Instructions for the task:
All that is wanted is a word-for-word copy of the data from its first line to the line containing "the context's event.", both included.
+++ Data for this task
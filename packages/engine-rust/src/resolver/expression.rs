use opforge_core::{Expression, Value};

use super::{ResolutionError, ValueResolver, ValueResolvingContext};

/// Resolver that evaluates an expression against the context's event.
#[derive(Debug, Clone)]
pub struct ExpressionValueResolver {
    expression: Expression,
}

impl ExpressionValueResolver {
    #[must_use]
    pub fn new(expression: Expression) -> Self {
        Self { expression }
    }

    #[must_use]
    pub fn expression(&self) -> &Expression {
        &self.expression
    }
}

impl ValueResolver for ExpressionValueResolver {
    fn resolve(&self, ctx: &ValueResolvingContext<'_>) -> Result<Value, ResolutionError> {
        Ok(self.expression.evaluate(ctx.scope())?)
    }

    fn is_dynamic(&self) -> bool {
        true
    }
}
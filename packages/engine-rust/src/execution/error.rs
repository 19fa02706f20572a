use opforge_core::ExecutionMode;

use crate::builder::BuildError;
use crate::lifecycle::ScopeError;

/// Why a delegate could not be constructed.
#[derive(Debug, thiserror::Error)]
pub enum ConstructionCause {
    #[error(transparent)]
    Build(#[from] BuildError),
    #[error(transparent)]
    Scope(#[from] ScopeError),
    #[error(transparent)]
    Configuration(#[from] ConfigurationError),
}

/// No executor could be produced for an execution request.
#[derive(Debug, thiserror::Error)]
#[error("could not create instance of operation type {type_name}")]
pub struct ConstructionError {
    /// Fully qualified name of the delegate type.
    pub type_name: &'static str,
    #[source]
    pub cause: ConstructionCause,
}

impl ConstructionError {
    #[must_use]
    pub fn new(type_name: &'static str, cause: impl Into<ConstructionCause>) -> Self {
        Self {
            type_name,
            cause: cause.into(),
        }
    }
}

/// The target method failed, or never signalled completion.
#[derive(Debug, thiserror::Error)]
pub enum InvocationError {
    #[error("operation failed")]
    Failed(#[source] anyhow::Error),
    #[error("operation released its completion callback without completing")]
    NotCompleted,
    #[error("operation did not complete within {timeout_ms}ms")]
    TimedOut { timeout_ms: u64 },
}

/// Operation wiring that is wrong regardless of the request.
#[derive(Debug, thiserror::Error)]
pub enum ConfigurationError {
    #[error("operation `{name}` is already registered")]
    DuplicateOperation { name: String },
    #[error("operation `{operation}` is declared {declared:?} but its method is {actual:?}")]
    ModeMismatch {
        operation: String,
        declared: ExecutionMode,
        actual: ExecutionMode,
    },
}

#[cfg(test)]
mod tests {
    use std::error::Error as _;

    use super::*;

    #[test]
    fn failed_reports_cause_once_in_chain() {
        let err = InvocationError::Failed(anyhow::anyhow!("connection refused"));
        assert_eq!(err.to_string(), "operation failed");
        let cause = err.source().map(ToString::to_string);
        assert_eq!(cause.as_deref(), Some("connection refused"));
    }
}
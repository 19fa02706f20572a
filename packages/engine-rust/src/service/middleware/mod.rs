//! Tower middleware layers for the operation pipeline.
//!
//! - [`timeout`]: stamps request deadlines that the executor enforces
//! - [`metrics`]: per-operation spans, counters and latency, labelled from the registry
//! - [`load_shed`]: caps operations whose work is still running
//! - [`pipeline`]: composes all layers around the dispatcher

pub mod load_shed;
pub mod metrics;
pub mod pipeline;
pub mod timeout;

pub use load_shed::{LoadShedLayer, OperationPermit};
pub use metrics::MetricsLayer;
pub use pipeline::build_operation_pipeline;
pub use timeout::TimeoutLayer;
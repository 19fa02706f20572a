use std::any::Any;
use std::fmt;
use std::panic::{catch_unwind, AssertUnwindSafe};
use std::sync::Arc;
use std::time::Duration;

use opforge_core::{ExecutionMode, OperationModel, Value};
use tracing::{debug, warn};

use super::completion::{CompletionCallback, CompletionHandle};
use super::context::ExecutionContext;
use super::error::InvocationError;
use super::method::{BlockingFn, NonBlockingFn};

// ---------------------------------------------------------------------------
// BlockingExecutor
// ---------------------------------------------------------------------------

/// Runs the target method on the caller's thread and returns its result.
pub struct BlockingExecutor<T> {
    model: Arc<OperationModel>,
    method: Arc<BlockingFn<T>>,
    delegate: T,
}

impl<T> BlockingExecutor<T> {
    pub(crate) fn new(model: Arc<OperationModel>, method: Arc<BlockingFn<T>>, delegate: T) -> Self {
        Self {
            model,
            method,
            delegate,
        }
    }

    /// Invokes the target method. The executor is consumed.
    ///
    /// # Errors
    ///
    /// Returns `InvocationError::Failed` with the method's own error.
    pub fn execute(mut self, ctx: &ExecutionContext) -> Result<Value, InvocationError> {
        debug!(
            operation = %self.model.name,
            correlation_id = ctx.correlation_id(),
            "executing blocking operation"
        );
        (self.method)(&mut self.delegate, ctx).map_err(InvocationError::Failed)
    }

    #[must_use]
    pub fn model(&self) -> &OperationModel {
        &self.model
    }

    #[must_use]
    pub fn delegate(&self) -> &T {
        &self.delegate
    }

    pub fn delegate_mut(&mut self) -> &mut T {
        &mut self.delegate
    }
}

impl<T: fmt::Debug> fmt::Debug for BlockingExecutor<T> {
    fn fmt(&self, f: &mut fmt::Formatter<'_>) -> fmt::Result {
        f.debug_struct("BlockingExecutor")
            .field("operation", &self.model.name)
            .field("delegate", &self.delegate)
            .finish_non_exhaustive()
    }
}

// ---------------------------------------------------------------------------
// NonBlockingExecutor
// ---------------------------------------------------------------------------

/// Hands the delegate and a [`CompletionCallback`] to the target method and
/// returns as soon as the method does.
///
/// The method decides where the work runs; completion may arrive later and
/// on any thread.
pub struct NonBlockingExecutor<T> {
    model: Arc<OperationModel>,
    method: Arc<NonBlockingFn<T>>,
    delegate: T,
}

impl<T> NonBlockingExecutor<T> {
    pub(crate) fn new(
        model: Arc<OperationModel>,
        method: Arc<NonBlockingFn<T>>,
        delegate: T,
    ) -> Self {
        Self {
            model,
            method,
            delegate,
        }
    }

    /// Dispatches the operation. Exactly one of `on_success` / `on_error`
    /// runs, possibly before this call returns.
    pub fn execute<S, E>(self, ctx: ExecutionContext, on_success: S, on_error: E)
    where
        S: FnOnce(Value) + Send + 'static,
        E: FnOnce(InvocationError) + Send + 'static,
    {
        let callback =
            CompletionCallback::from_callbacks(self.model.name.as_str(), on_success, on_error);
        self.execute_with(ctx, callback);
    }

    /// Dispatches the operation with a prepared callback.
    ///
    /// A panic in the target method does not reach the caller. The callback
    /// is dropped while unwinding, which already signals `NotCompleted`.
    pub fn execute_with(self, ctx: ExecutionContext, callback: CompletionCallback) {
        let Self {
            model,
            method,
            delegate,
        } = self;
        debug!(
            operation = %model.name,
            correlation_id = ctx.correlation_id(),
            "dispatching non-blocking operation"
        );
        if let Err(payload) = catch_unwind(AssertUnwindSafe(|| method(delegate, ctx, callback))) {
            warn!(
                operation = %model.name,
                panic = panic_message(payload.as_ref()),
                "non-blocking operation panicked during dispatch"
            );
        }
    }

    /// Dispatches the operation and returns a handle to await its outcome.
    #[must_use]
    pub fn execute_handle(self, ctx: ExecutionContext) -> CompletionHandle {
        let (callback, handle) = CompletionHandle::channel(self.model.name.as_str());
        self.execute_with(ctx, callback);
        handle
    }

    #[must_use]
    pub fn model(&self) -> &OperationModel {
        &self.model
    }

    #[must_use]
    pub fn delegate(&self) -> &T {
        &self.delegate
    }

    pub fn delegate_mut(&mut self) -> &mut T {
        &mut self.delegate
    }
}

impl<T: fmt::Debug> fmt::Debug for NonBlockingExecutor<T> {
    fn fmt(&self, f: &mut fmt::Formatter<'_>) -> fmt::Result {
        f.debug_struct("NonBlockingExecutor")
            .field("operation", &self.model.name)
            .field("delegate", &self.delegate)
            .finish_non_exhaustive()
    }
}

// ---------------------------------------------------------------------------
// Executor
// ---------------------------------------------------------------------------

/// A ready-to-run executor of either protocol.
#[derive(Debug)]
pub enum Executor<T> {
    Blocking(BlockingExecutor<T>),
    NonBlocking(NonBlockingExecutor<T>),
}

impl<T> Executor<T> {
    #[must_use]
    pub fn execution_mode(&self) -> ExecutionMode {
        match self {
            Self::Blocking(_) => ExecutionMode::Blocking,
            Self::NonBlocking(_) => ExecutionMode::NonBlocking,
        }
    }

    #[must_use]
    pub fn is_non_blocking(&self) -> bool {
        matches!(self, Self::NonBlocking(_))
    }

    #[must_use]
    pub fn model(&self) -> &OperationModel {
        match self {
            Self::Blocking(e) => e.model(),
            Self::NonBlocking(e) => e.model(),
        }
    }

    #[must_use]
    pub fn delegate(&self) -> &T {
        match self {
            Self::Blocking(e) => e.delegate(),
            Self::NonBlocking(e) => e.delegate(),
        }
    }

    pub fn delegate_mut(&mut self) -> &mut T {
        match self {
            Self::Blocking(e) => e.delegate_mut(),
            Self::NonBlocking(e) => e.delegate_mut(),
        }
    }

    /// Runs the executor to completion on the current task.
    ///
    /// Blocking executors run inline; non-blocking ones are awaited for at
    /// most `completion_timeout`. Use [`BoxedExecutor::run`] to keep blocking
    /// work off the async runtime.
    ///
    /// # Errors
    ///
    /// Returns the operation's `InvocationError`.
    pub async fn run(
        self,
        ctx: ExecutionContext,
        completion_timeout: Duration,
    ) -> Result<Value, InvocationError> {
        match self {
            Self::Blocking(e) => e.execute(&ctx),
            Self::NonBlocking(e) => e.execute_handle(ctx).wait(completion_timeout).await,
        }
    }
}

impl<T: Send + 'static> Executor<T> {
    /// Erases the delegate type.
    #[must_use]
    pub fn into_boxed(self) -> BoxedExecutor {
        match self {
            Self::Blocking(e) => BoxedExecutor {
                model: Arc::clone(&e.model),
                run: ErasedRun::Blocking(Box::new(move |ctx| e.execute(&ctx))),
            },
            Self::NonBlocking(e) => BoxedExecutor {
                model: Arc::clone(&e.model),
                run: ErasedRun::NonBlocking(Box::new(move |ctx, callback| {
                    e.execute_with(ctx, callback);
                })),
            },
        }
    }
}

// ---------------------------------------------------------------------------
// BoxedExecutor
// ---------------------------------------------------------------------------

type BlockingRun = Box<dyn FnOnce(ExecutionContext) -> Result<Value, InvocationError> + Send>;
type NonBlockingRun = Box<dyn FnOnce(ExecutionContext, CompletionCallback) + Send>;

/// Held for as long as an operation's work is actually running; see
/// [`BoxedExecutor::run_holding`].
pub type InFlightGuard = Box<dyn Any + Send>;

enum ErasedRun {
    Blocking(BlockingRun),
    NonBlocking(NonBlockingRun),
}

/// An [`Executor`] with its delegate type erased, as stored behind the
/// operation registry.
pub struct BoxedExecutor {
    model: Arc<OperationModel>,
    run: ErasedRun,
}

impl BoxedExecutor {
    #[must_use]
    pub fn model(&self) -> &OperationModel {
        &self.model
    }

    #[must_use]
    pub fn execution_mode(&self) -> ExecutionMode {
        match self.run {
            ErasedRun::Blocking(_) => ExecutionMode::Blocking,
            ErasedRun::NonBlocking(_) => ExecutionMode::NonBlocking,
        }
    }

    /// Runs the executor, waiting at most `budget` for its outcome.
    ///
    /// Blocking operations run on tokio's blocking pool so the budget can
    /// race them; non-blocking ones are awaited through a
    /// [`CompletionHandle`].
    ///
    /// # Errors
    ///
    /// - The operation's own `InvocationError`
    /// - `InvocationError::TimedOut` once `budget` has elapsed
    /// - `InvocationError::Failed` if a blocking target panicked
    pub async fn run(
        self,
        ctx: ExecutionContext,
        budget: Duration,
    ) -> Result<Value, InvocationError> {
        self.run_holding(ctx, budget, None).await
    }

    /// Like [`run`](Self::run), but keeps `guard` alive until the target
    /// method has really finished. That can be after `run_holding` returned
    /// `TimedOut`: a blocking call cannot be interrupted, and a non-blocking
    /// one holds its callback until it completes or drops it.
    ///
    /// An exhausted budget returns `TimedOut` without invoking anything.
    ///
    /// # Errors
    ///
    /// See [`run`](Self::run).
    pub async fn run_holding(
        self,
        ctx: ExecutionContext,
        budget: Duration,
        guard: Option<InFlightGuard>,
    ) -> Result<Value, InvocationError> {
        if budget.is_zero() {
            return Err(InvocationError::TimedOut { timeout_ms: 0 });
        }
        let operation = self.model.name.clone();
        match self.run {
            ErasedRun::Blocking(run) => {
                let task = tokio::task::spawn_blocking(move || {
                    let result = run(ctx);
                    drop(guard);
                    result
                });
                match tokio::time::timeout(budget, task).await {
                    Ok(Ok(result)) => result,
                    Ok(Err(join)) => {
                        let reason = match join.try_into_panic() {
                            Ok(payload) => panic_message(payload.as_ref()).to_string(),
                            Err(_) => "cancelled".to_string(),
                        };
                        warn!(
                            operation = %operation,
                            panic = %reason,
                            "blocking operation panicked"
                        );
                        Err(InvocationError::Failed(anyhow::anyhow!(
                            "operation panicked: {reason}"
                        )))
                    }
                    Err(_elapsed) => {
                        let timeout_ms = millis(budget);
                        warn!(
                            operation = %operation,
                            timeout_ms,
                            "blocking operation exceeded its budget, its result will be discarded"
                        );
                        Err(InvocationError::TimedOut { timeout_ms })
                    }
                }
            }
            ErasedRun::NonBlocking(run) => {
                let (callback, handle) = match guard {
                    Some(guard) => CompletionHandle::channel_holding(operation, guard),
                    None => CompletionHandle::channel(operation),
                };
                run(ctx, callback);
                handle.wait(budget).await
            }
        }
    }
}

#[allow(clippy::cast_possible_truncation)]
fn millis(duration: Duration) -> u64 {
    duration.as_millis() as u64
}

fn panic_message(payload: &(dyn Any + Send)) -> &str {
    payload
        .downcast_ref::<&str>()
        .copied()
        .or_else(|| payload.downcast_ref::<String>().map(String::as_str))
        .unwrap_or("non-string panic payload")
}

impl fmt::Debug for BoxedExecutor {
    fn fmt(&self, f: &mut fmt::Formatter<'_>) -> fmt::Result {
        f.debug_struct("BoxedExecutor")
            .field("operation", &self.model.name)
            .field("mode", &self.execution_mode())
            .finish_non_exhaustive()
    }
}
++++++
Answer to the problem:
filename packages/engine-rust/src/resolver/expression.rs
use opforge_core::{Expression, Value};

use super::{ResolutionError, ValueResolver, ValueResolvingContext};

/// Resolver that evaluates an expression against the context's event.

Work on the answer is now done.